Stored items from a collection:

----

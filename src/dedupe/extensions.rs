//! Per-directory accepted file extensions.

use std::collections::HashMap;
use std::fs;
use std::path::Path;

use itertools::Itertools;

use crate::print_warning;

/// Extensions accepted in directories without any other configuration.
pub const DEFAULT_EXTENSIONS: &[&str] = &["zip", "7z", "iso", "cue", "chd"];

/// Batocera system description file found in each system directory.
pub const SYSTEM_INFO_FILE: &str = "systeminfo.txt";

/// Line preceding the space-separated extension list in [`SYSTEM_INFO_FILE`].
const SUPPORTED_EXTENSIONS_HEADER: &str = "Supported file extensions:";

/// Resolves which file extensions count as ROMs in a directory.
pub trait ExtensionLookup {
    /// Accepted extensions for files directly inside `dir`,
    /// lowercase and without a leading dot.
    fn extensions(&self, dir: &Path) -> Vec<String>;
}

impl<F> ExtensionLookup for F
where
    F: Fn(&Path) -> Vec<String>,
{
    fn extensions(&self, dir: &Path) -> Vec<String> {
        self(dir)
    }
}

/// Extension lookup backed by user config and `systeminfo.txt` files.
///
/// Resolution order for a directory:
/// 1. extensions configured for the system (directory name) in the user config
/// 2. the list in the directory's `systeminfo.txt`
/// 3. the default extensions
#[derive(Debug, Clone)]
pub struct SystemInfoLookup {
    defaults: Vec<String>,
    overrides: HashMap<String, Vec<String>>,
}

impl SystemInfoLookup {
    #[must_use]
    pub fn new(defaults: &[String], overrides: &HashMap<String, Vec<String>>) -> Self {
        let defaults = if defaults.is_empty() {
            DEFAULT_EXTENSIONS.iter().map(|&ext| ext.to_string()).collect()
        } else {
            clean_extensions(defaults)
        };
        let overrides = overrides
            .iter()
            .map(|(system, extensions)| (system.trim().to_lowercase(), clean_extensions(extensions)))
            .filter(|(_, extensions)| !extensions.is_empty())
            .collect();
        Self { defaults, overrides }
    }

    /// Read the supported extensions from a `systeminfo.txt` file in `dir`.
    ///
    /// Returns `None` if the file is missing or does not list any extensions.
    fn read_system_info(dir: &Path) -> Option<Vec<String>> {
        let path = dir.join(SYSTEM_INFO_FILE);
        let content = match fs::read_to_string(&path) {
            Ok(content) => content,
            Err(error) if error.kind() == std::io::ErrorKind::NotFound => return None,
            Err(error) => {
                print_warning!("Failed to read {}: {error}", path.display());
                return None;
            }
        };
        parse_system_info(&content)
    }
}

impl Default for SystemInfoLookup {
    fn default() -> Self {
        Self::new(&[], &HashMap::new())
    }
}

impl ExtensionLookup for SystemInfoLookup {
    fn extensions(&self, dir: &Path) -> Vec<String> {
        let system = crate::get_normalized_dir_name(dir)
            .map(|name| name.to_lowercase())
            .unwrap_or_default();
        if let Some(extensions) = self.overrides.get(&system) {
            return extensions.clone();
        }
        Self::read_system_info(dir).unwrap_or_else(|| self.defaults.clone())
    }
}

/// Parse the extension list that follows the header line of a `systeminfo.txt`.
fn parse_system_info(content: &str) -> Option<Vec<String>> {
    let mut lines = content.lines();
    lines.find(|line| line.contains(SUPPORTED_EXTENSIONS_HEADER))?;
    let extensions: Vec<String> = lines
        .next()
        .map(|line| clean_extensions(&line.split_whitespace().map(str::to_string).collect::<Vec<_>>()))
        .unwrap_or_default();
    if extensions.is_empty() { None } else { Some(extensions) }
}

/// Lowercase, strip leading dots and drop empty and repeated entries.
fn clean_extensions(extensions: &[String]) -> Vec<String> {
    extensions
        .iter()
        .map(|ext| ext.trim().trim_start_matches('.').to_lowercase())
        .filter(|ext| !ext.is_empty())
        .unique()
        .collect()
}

----

§ The problem
Count every line in the data where the string "lines" occurs. Give nothing except the number.

§ Task output
3